Stored items:

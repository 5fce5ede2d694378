//! Query routing between the aggregation fast path and retrieval.
//!
//! A question reaches the [`Resolver`] only if it contains at least one
//! aggregation keyword. Questions phrased without any of them always go to
//! retrieval, even when a template could have answered them.

use serde::Serialize;

use crate::aggregate::{Aggregation, Intent, Resolver};

/// Substrings (case-insensitive) that gate the aggregation path.
pub const AGGREGATION_KEYWORDS: &[&str] = &[
    "total",
    "sum",
    "average",
    "avg",
    "mean",
    "count",
    "how many",
    "top",
    "bottom",
    "highest",
    "lowest",
    "max",
    "min",
    "group",
    "net",
    "aggregate",
    "calculate",
    "compute",
];

/// True if `question` contains any [`AGGREGATION_KEYWORDS`] entry.
pub fn has_aggregation_intent(question: &str) -> bool {
    let lower = question.to_lowercase();
    AGGREGATION_KEYWORDS.iter().any(|kw| lower.contains(kw))
}

/// Outcome of routing one question.
#[derive(Debug, Clone, PartialEq)]
pub enum Routed {
    /// Answered directly from the tables.
    Aggregated(Aggregation),
    /// Needs retrieval and generation.
    Retrieve,
}

/// Route `question`: try the resolver when the keyword gate opens,
/// otherwise (or on no match) send it to retrieval.
pub fn route(question: &str, resolver: &Resolver<'_>) -> Routed {
    if has_aggregation_intent(question) {
        if let Some(aggregation) = resolver.resolve(question) {
            return Routed::Aggregated(aggregation);
        }
    }
    Routed::Retrieve
}

/// Which path produced an answer, reported alongside it.
#[derive(Debug, Clone, Copy, PartialEq, Eq, Serialize)]
#[serde(tag = "path", content = "intent", rename_all = "snake_case")]
pub enum Route {
    Aggregation(Intent),
    Retrieval,
    NoData,
}

#[cfg(test)]
mod tests {
    use super::*;
    use crate::table::{Cell, Datasets, Table};

    fn datasets() -> Datasets {
        Datasets {
            holdings: Table::default(),
            trades: Table::new(
                vec!["symbol".into(), "quantity".into()],
                vec![vec![Cell::Text("AAPL".into()), Cell::Number(3.0)]],
            ),
        }
    }

    #[test]
    fn test_keyword_gate() {
        assert!(has_aggregation_intent("What is the TOTAL pnl?"));
        assert!(has_aggregation_intent("How many trades?"));
        assert!(has_aggregation_intent("lowest price"));
        assert!(!has_aggregation_intent("Tell me about AAPL"));
        assert!(!has_aggregation_intent(""));
    }

    #[test]
    fn test_keyword_substring_match() {
        // "minimum" contains "min"; substring matching is intended.
        assert!(has_aggregation_intent("minimum quantity"));
    }

    #[test]
    fn test_route_to_aggregation() {
        let data = datasets();
        let resolver = Resolver::new(&data);
        match route("how many trades do I have", &resolver) {
            Routed::Aggregated(a) => assert_eq!(a.intent, Intent::TradeCount),
            other => panic!("expected aggregation, got {:?}", other),
        }
    }

    #[test]
    fn test_route_without_keyword_skips_resolver() {
        let data = datasets();
        let resolver = Resolver::new(&data);
        // A count question phrased without any keyword never reaches the resolver.
        assert_eq!(route("number of trades?", &resolver), Routed::Retrieve);
    }

    #[test]
    fn test_route_keyword_without_template_falls_back() {
        let data = datasets();
        let resolver = Resolver::new(&data);
        assert_eq!(route("highest quantity trade", &resolver), Routed::Retrieve);
    }

    #[test]
    fn test_route_serializes_with_intent() {
        let json = serde_json::to_value(Route::Aggregation(Intent::TotalPnl)).unwrap();
        assert_eq!(
            json,
            serde_json::json!({ "path": "aggregation", "intent": "total_pnl" })
        );
        let json = serde_json::to_value(Route::Retrieval).unwrap();
        assert_eq!(json, serde_json::json!({ "path": "retrieval" }));
    }
}
//! Grounded answer generation.
//!
//! Builds a single instruction-formatted prompt from the retrieved
//! documents, a bounded window of chat history and the question, calls the
//! [`Generator`], and keeps only the text after the last [`INST_CLOSE`]
//! marker. Generation failures are returned as answer text, never as
//! errors.

use anyhow::Result;
use async_trait::async_trait;
use tracing::warn;

use crate::models::{ChatTurn, Document};

/// Marker closing the instruction block; the answer follows the last one.
pub const INST_CLOSE: &str = "[/INST]";

/// History turns included in the prompt by default (three exchanges).
pub const DEFAULT_HISTORY_TURNS: usize = 6;

/// Fixed instruction constraining the model to the supplied context.
pub const SYSTEM_PROMPT: &str = "You are a helpful financial data assistant. Answer questions ONLY based on the provided data context.
Rules:
1. Only use information from the CONTEXT below
2. If the answer is not in the context, say \"I don't know based on the data\"
3. Never invent or guess numbers
4. Be concise and specific
5. Reference specific rows when possible";

/// Sampling knobs passed to every generation call.
#[derive(Debug, Clone, Copy, PartialEq)]
pub struct GenerationParams {
    /// Upper bound on generated tokens.
    pub max_tokens: u32,
    /// Sampling temperature; low values favour determinism.
    pub temperature: f32,
}

impl Default for GenerationParams {
    fn default() -> Self {
        Self {
            max_tokens: 512,
            temperature: 0.3,
        }
    }
}

/// Text → text capability.
#[async_trait]
pub trait Generator: Send + Sync {
    /// Returns the model identifier.
    fn model_name(&self) -> &str;

    /// Generate a completion for `prompt`. May fail.
    async fn generate(&self, prompt: &str, params: &GenerationParams) -> Result<String>;
}

/// Assemble the grounding prompt.
///
/// Documents appear in retrieval order. Only the trailing `history_turns`
/// turns of `history` are rendered, as `ROLE: content` lines; the history
/// section is left out entirely when there is none.
pub fn build_prompt(
    question: &str,
    documents: &[&Document],
    history: &[ChatTurn],
    history_turns: usize,
) -> String {
    let context = documents
        .iter()
        .map(|d| d.content.as_str())
        .collect::<Vec<_>>()
        .join("\n");

    let window = &history[history.len().saturating_sub(history_turns)..];

    let mut prompt = String::with_capacity(SYSTEM_PROMPT.len() + context.len() + 256);
    prompt.push_str("<s>[INST] <<SYS>>\n");
    prompt.push_str(SYSTEM_PROMPT);
    prompt.push_str("\n<</SYS>>\n\nCONTEXT:\n");
    prompt.push_str(&context);
    prompt.push_str("\n\n");

    if !window.is_empty() {
        prompt.push_str("CHAT HISTORY:\n");
        for turn in window {
            prompt.push_str(turn.role.label());
            prompt.push_str(": ");
            prompt.push_str(&turn.content);
            prompt.push('\n');
        }
        prompt.push('\n');
    }

    prompt.push_str("USER QUESTION: ");
    prompt.push_str(question);
    prompt.push('\n');
    prompt.push_str(INST_CLOSE);
    prompt
}

/// Text after the last [`INST_CLOSE`], trimmed. Output without the marker
/// (e.g. chat APIs that return only the completion) is trimmed as is.
pub fn extract_answer(raw: &str) -> String {
    match raw.rfind(INST_CLOSE) {
        Some(pos) => raw[pos + INST_CLOSE.len()..].trim().to_string(),
        None => raw.trim().to_string(),
    }
}

/// Build the prompt, call the generator and extract the answer.
///
/// A failed call becomes `"Error generating response: <cause>"`.
pub async fn generate_answer(
    generator: &dyn Generator,
    params: &GenerationParams,
    question: &str,
    documents: &[&Document],
    history: &[ChatTurn],
    history_turns: usize,
) -> String {
    let prompt = build_prompt(question, documents, history, history_turns);
    match generator.generate(&prompt, params).await {
        Ok(raw) => extract_answer(&raw),
        Err(e) => {
            warn!(model = generator.model_name(), error = %e, "generation failed");
            format!("Error generating response: {}", e)
        }
    }
}
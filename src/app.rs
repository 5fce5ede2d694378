//! Pipeline bootstrap shared by every command.

use anyhow::{Context, Result};

use portfolio_rag_core::pipeline::Pipeline;

use crate::config::Config;
use crate::dataset::load_datasets;
use crate::embedding::create_embedder;
use crate::generation::create_generator;

/// Load the datasets, create the providers and build the vector index.
///
/// Any failure is fatal: callers must not serve a half-built pipeline.
pub async fn build_pipeline(config: &Config) -> Result<Pipeline> {
    let datasets = load_datasets(&config.data).context("Failed to load datasets")?;
    let embedder = create_embedder(&config.embedding).context("Failed to create embedder")?;
    let generator =
        create_generator(&config.generation).context("Failed to create generator")?;

    tracing::info!(
        embedder = embedder.model_name(),
        generator = generator.model_name(),
        "Building vector index"
    );
    if !config.generation.is_enabled() {
        tracing::warn!("Generation is disabled; only aggregate questions will get answers");
    }

    let pipeline = Pipeline::build(datasets, embedder, generator, config.pipeline_settings())
        .await
        .context("Failed to build vector index")?;

    tracing::info!(
        rows = pipeline.datasets().total_rows(),
        documents = pipeline.index().len(),
        dims = pipeline.index().dims(),
        "Pipeline ready"
    );
    Ok(pipeline)
}

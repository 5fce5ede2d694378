//! # Portfolio RAG
//!
//! A chat service answering natural-language questions about two tabular
//! datasets: portfolio holdings and trade history.
//!
//! Questions that ask for a computable aggregate (top holdings by value,
//! total PnL, net position in a symbol, trade count, average price) are
//! answered exactly from the tables. Everything else goes through
//! retrieval-augmented generation over one document per table row, with
//! every answer carrying the rows it was derived from.
//!
//! ## Architecture
//!
//! ```text
//! ┌──────────┐   ┌─────────────┐   ┌──────────────┐
//! │ CSV data │──▶│ Materialize │──▶│ Vector index │
//! └──────────┘   └─────────────┘   └──────┬───────┘
//!                                         │
//!   question ──▶ Router ──▶ Aggregation   │
//!                  │                      ▼
//!                  └──────▶ Retrieval ──▶ Generator
//! ```
//!
//! The pure pipeline lives in `portfolio-rag-core`; this crate adds
//! configuration, CSV loading, model providers, sessions, the HTTP API and
//! the `prag` CLI.
//!
//! ## Quick Start
//!
//! ```bash
//! prag docs --limit 5                 # show materialized rows
//! prag ask "total pnl"                # one-shot question
//! prag search "MSFT trades" --k 3     # nearest rows with distances
//! prag serve                          # start the chat API
//! ```
//!
//! ## Modules
//!
//! | Module | Purpose |
//! |--------|---------|
//! | [`config`] | TOML configuration parsing |
//! | [`dataset`] | CSV loading |
//! | [`embedding`] | Embedding providers |
//! | [`generation`] | Text-generation providers |
//! | [`app`] | Pipeline bootstrap |
//! | [`session`] | In-memory chat history |
//! | [`server`] | HTTP chat API |
//! | [`ask`], [`search`], [`docs`] | CLI commands |

pub mod app;
pub mod ask;
pub mod config;
pub mod dataset;
pub mod docs;
pub mod embedding;
pub mod generation;
pub mod search;
pub mod server;
pub mod session;
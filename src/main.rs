//! # Portfolio RAG CLI (`prag`)
//!
//! ## Usage
//!
//! ```bash
//! prag --config ./config/prag.toml <command>
//! ```
//!
//! ## Commands
//!
//! | Command | Description |
//! |---------|-------------|
//! | `prag serve` | Start the HTTP chat API |
//! | `prag ask "<question>"` | Answer one question and print its sources |
//! | `prag search "<text>"` | Print the nearest documents with distances |
//! | `prag docs` | Print materialized documents |
//!
//! Logs go to stderr and honour `RUST_LOG` (default `info`), so stdout
//! stays clean for `--json` output.

use clap::{Parser, Subcommand};
use std::path::PathBuf;
use tracing_subscriber::EnvFilter;

use portfolio_rag::{ask, config, docs, search, server};

/// Portfolio RAG: chat over holdings and trades.
///
/// All commands accept a `--config` flag pointing to a TOML configuration
/// file. See `config/prag.example.toml` for a full example.
#[derive(Parser)]
#[command(
    name = "prag",
    about = "Portfolio RAG: answers questions about holdings and trades",
    version,
    long_about = "Answers questions about portfolio holdings and trade history. Aggregate \
    questions are computed exactly from the CSV data; everything else is answered by a \
    language model grounded on the most similar rows."
)]
struct Cli {
    /// Path to configuration file (TOML).
    #[arg(long, global = true, default_value = "./config/prag.toml")]
    config: PathBuf,

    #[command(subcommand)]
    command: Commands,
}

#[derive(Subcommand)]
enum Commands {
    /// Start the HTTP chat API.
    ///
    /// Loads the datasets and builds the vector index first; binds to
    /// `[server].bind` only once the pipeline is ready.
    Serve,

    /// Answer a single question.
    Ask {
        /// The question.
        question: String,

        /// Documents to retrieve when the question is not an aggregate (1-20).
        #[arg(long)]
        top_k: Option<i64>,

        /// Print the answer, sources and route as JSON.
        #[arg(long)]
        json: bool,
    },

    /// Print the documents nearest to a text, with L2 distances.
    ///
    /// Runs retrieval only; no aggregation, no generation.
    Search {
        /// Text to embed and search for.
        text: String,

        /// Number of documents to return.
        #[arg(long)]
        k: Option<i64>,

        /// Print results as JSON.
        #[arg(long)]
        json: bool,
    },

    /// Print materialized documents.
    Docs {
        /// Restrict to one dataset: `holdings` or `trades`.
        #[arg(long)]
        file: Option<String>,

        /// Maximum number of documents to print.
        #[arg(long)]
        limit: Option<usize>,
    },
}

#[tokio::main]
async fn main() -> anyhow::Result<()> {
    tracing_subscriber::fmt()
        .with_env_filter(
            EnvFilter::try_from_default_env().unwrap_or_else(|_| EnvFilter::new("info")),
        )
        .with_writer(std::io::stderr)
        .init();

    let cli = Cli::parse();
    let cfg = config::load_config(&cli.config)?;

    match cli.command {
        Commands::Serve => {
            server::run_server(&cfg).await?;
        }
        Commands::Ask {
            question,
            top_k,
            json,
        } => {
            ask::run_ask(&cfg, &question, top_k, json).await?;
        }
        Commands::Search { text, k, json } => {
            search::run_search(&cfg, &text, k, json).await?;
        }
        Commands::Docs { file, limit } => {
            docs::run_docs(&cfg, file.as_deref(), limit)?;
        }
    }

    Ok(())
}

Try it
Search the entries for "tables" and show every line that has it.

Expected output
    /// Answered directly from the tables.
//! answered exactly from the tables. Everything else goes through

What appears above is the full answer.